Professeur d’histoire reconnu pour sa passion d’enseigner, aujourd’hui retraité, Édouard Beauchemin a toujours été un habitué des plateaux télé où sa personnalité polémique faisait fureur. Aujourd’hui diminué par la maladie (probablement d’Alzheimer, même si ce n’est pas dit), il est laissé aux soins d’un entourage qui démissionne lentement face à l’ampleur de la tâche. Sa femme Madeleine, à bout de forces, le confie à sa fille, une reporter trop occupée. Il finit par se retrouver sous la garde de Bérénice, la fille adolescente du nouveau conjoint de sa fille.
Incapable de se souvenir du moment présent, et cruellement conscient des défaillances de sa mémoire, il assiste impuissant à l’extinction programmée de son feu sacré. Mais la rencontre avec la jeune Bérénice va raviver des souvenirs enfouis dont celui de sa fille disparue, suicidée. Face à l’envie de l’oubli et la maladie, c’est un souvenir bien vivant qui revient l’habiter et exorciser ce secret de famille. Le nez collé à son téléphone intelligent, Bérénice pourrait représenter tout ce qu’il abhorre de notre époque : la course à l’instantanéité, la « dématérialisation du monde », comme il le dit si bien. Mais la potentielle incompréhension inter-générationnelle se transforme subtilement en un travail de mémoire, un besoin de transmission à la fois personnelle et collective, comme lorsqu’il parle de René Lévesque, et de son attachement à l’histoire du Québec.

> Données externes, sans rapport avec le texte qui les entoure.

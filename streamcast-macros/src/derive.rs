use proc_macro2::TokenStream;
use quote::quote;
use syn::{DeriveInput, Path, Token, punctuated::Punctuated};

pub(crate) fn expand(input: DeriveInput) -> syn::Result<TokenStream> {
    let name = &input.ident;
    let (impl_generics, ty_generics, where_clause) = input.generics.split_for_impl();

    let mut facets: Vec<Path> = Vec::new();
    for attr in input.attrs.iter().filter(|attr| attr.path().is_ident("facets")) {
        let paths = attr.parse_args_with(Punctuated::<Path, Token![,]>::parse_terminated)?;
        for path in paths {
            if !facets.contains(&path) {
                facets.push(path);
            }
        }
    }

    let adds = facets.iter().map(|path| {
        quote! {
            facets.add::<dyn #path>(|stream| stream);
        }
    });

    Ok(quote! {
        impl #impl_generics ::streamcast::Stream for #name #ty_generics #where_clause {
            fn facets(facets: &mut ::streamcast::Facets<Self>) {
                let _ = &facets;
                #(#adds)*
            }
        }
    })
}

Au-delà du sujet délicat et touchant de la maladie et des aînés, la pièce ouvre la porte à une réflexion sur le temps qui passe, la dictature du moment présent et le besoin de se souvenir pour avancer et se construire, collectivement et individuellement. Où va une société lorsqu’elle commence à oublier son histoire? On parle de mémoire ici, d’oubli volontaire et de tentatives avortées de mettre au rebut du vécu qui fait souffrir. Paradoxalement, la maladie est un formidable révélateur de ce qui compte. Bien qu’elle joue avec les souvenirs du vieil homme, Bérénice réveille l’envie de vrai en lui, et devient la seule personne à connecter avec lui car elle répond à son besoin de parler, de transmettre. S’attachant à ce qui le fuit, Édouard conclut « Il ne me restera que le présent », lui qui a encore tant à raconter.
Je n’ai pas pu m’empêcher de penser à mes propres parents pendant la pièce, à ce qu’ils m’ont transmis, à ce dont ils ne souhaitent pas parler et que je ne saurai probablement jamais, aux questions que je n’ai jamais posées, aux racines dont on oublie parfois l’importance pour se tenir droit. Un spectacle bouleversant dont l’écho résonne longtemps en soi.